• Published 00:00 29.11.05
  • Latest update 00:00 29.11.05

The opportunist

Sharon is mainly marketing the prospect of 33 Knesset seats - the most tempting incentive for candidates to join his list.

By Orit Shochat

The welcome split in the Likud between the old right and moderate right shook the political system as would be expected. For a moment, it looked like this time, the elections would be not just about jobs and seats, but about principles. The joy, apparently, was premature.

President Moshe Katzav's call on the parties yesterday not to conceal their platform and to speak clearly to the voter, as well as his diagnosis that the next elections would be a referendum on the territories' future, has fallen on deaf ears. Until now, only Amir Peretz has outlined his policy clearly. The Likud and Kadima are maintaining ambiguity, which is intended to dull the voters' senses yet again, and make them vote from the gut.

Since Ariel Sharon founded his new party, and even before it has had a chance to formulate its platform, opportunists have been lining up outside the prime minister's door. They read the polls and saw an opportunity to get themselves a good place in the next Knesset without making any effort.

Avi Dichter, for example, has not offered his opinion on any issue since Sharon's aides deemed him a promising politician. Perhaps this is the first requirement for admission to the new party. These are people who abhor political institutions, long processes, primaries and other chores associated with joining politics. They wish to parachute directly and comfortably into a safe Knesset slot. All they need to do now is please Sharon. Most of them will not remain in politics more than one term.

It is doubtful if anyone, including Shimon Peres, asks Sharon these days what his intentions are regarding the Palestinian issue. Sharon is selling his past - not his distant past, in which he was a political pariah, but the recent past of the successful pullout from Gaza. Sharon is mainly marketing the prospect of 33 Knesset seats - the most tempting incentive for candidates to join his list. Peres is also selling Sharon only his recent past - in which he served as wallpaper in Sharon's previous cabinet - and not his distant past in which he was described as "an Oslo criminal."

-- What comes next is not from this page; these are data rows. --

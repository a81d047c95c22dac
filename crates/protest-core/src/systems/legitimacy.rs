//! Legitimacy Feedback
//!
//! Once per simulated day, citizens compare today's repression against
//! yesterday's: more jailings, more published fight pictures, or more
//! deployed enforcers erode everyone's perceived legitimacy; a calmer day
//! restores some of it.

use bevy_ecs::prelude::*;
use tracing::info;

use crate::components::agent::{Citizen, Enforcer, Media};
use crate::components::world::SimClock;
use crate::config::SimParams;

/// Resource: day-over-day repression counters.
#[derive(Resource, Debug, Default)]
pub struct DailyLedger {
    pub previous_jailed: usize,
    pub previous_pictures: u64,
    pub previous_enforcers: usize,
    pub current_jailed: usize,
    pub current_pictures: u64,
    pub current_enforcers: usize,
}

impl DailyLedger {
    /// Ledger at simulation start: the enforcer deployment is already
    /// visible on day one, so it opens with a zero delta.
    pub fn new(initial_enforcers: usize) -> Self {
        Self {
            previous_enforcers: initial_enforcers,
            current_enforcers: initial_enforcers,
            ..Self::default()
        }
    }

    /// Roll today's counts in; yesterday's become the baseline.
    pub fn roll(&mut self, jailed: usize, pictures: u64, enforcers: usize) {
        self.previous_jailed = self.current_jailed;
        self.previous_pictures = self.current_pictures;
        self.previous_enforcers = self.current_enforcers;
        self.current_jailed = jailed;
        self.current_pictures = pictures;
        self.current_enforcers = enforcers;
    }

    /// Day-over-day deltas (jailed, pictures, enforcers).
    pub fn deltas(&self) -> (f32, f32, f32) {
        (
            self.current_jailed as f32 - self.previous_jailed as f32,
            self.current_pictures as f32 - self.previous_pictures as f32,
            self.current_enforcers as f32 - self.previous_enforcers as f32,
        )
    }
}

/// System: at each day boundary, decay (or restore) every citizen's
/// perceived legitimacy by the weighted repression trend, and reset the
/// media picture counters for the new day.
///
/// The update is multiplicative: `legitimacy *= exp(-pressure)`. Zero
/// deltas leave legitimacy untouched; a negative trend (less repression
/// than yesterday) pushes it back up.
pub fn daily_legitimacy_update(
    clock: Res<SimClock>,
    params: Res<SimParams>,
    mut ledger: ResMut<DailyLedger>,
    mut citizens: Query<&mut Citizen>,
    mut media: Query<&mut Media>,
    enforcers: Query<&Enforcer>,
) {
    if !clock.is_day_boundary() {
        return;
    }

    let jailed = citizens.iter().filter(|c| c.arrested).count();
    let pictures: u64 = media.iter().map(|m| m.picture_count as u64).sum();
    ledger.roll(jailed, pictures, enforcers.iter().count());

    let (d_jailed, d_pictures, d_enforcers) = ledger.deltas();
    let pressure = d_jailed * params.jailed_sensitivity
        + d_pictures * params.pictures_sensitivity
        + d_enforcers * params.enforcers_sensitivity;
    let factor = (-pressure).exp();

    for mut citizen in citizens.iter_mut() {
        citizen.perceived_legitimacy *= factor;
    }
    for mut m in media.iter_mut() {
        m.picture_count = 0;
    }

    info!(
        day = clock.day() - 1,
        jailed, pictures, pressure, "daily legitimacy update"
    );
}
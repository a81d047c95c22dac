//! Event Types
//!
//! Compact records of the state transitions a tick produced. The stats
//! layer drains these for cumulative fight/arrest totals; they are also
//! the natural hook for an external event log.

use bevy_ecs::prelude::*;
use serde::Serialize;

/// What happened.
#[derive(Debug, Clone, Copy, PartialEq, Eq, Serialize)]
#[serde(rename_all = "snake_case")]
pub enum EventKind {
    /// A citizen committed a planned state change.
    StateChange,
    /// An enforcer pair engaged a violent citizen.
    Engagement,
    /// A fight resolved into custody.
    Arrest,
    /// A jail term expired and the citizen returned to the grid.
    Release,
}

/// One engine event.
#[derive(Debug, Clone, Serialize)]
pub struct Event {
    pub event_id: String,
    pub tick: u64,
    pub kind: EventKind,
    /// The citizen the event is about.
    pub subject: String,
    /// Enforcers involved, if any.
    pub enforcers: Vec<String>,
    /// Free-form detail, e.g. "quiet -> violent".
    pub detail: String,
}

/// Resource storing events generated this tick.
#[derive(Resource, Debug, Default)]
pub struct TickEvents {
    pub events: Vec<Event>,
    next_event_id: u64,
}

impl TickEvents {
    pub fn new() -> Self {
        Self::default()
    }

    pub fn generate_id(&mut self) -> String {
        let id = format!("evt_{:08}", self.next_event_id);
        self.next_event_id += 1;
        id
    }

    pub fn push(&mut self, event: Event) {
        self.events.push(event);
    }

    pub fn drain(&mut self) -> Vec<Event> {
        std::mem::take(&mut self.events)
    }

    pub fn len(&self) -> usize {
        self.events.len()
    }

    pub fn is_empty(&self) -> bool {
        self.events.is_empty()
    }

    /// Record an event with a fresh id.
    pub fn record(
        &mut self,
        tick: u64,
        kind: EventKind,
        subject: impl Into<String>,
        enforcers: Vec<String>,
        detail: impl Into<String>,
    ) {
        let event_id = self.generate_id();
        self.push(Event {
            event_id,
            tick,
            kind,
            subject: subject.into(),
            enforcers,
            detail: detail.into(),
        });
    }
}

#[cfg(test)]
mod tests {
    use super::*;

    #[test]
    fn test_event_ids_are_unique() {
        let mut events = TickEvents::new();
        assert!(events.is_empty());

        let id1 = events.generate_id();
        let id2 = events.generate_id();
        assert_ne!(id1, id2);
        assert!(id1.starts_with("evt_"));
    }

    #[test]
    fn test_drain_empties_the_queue() {
        let mut events = TickEvents::new();
        events.record(3, EventKind::Arrest, "cit_0001", vec!["enf_001".into()], "arrested");
        assert_eq!(events.len(), 1);

        let drained = events.drain();
        assert_eq!(drained.len(), 1);
        assert_eq!(drained[0].tick, 3);
        assert!(events.is_empty());
    }
}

Sharon is promising nothing for the next term, only that he won't carry out another pullout. Even if he promises something, who's to say he won't change his mind in mid-course? Peres' negotiations to join Sharon's party as "minister for peace affairs" show how low Israeli politics have sunk. Each one is making sure of securing himself a job and a title, and the cause he promised to promote has become a nuisance. The search for a job will not stop Peres, or any other candidate, from declaring in radio and television programs that he's looking for neither jobs nor honor. Reality also is just a momentary nuisance that can be ignored.

Peres is more identified with Labor's platform than anyone else, and contended for the party's leadership less than a month ago. He had singled out Amir Peretz as his protege, and supported his longtime positions. Now he is threatening to hop onto Sharon's bandwagon without any real ideological reason, expressing deep contempt for the parliamentary system, for the rules of the internal-partisan democratic game, and even for striving for the renewal of the negotiations with the Palestinians, which Peres represents.

Peres' brother, Gigi, reflected the disgust he feels for the party. He said Labor had been "conquered by North African Falanges." As though the vote by party members does not count if they they don't vote for Shimon Peres.

In the partisan Israeli voting system, elections are not personal but fought on an ideological party platform. The voter chooses a party whose positions correspond with his own, and its work plan and candidates represent, in his eyes, the right alternative. Elections are not a lottery for an entrance ticket to the Knesset, as they recently appear to be.

Peres' defection from Labor would deal another blow to public confidence in politics. He does not intend to quit in order to form another party to promote his way, or because the new elected leader represents a way he does not believe in. He is moving to another party where he has been promised a job. Anyone smirking at Likud Central Committee members who are looking for perks and benefits for themselves must admit that Peres is no different than any small-time functionary. He lacks the dignity and wisdom that require one who loses in a face-off to accept the verdict and congratulate the winner.

Peres contributes to the feeling of nausea from politics that is shared by many in the public, and this damage is greater than any good that could come to Israel from his joining the future government. Benjamin Netanyahu, unlike Peres, has announced that he would accept the voters' verdict in the Likud primaries and remain in the party that represents his positions, even if he loses the leadership showdown. After next Friday's polls, and as long as Sharon's party is open to candidates, who knows who else will desert to it. Now they're looking, so we are told, for kibbutzniks.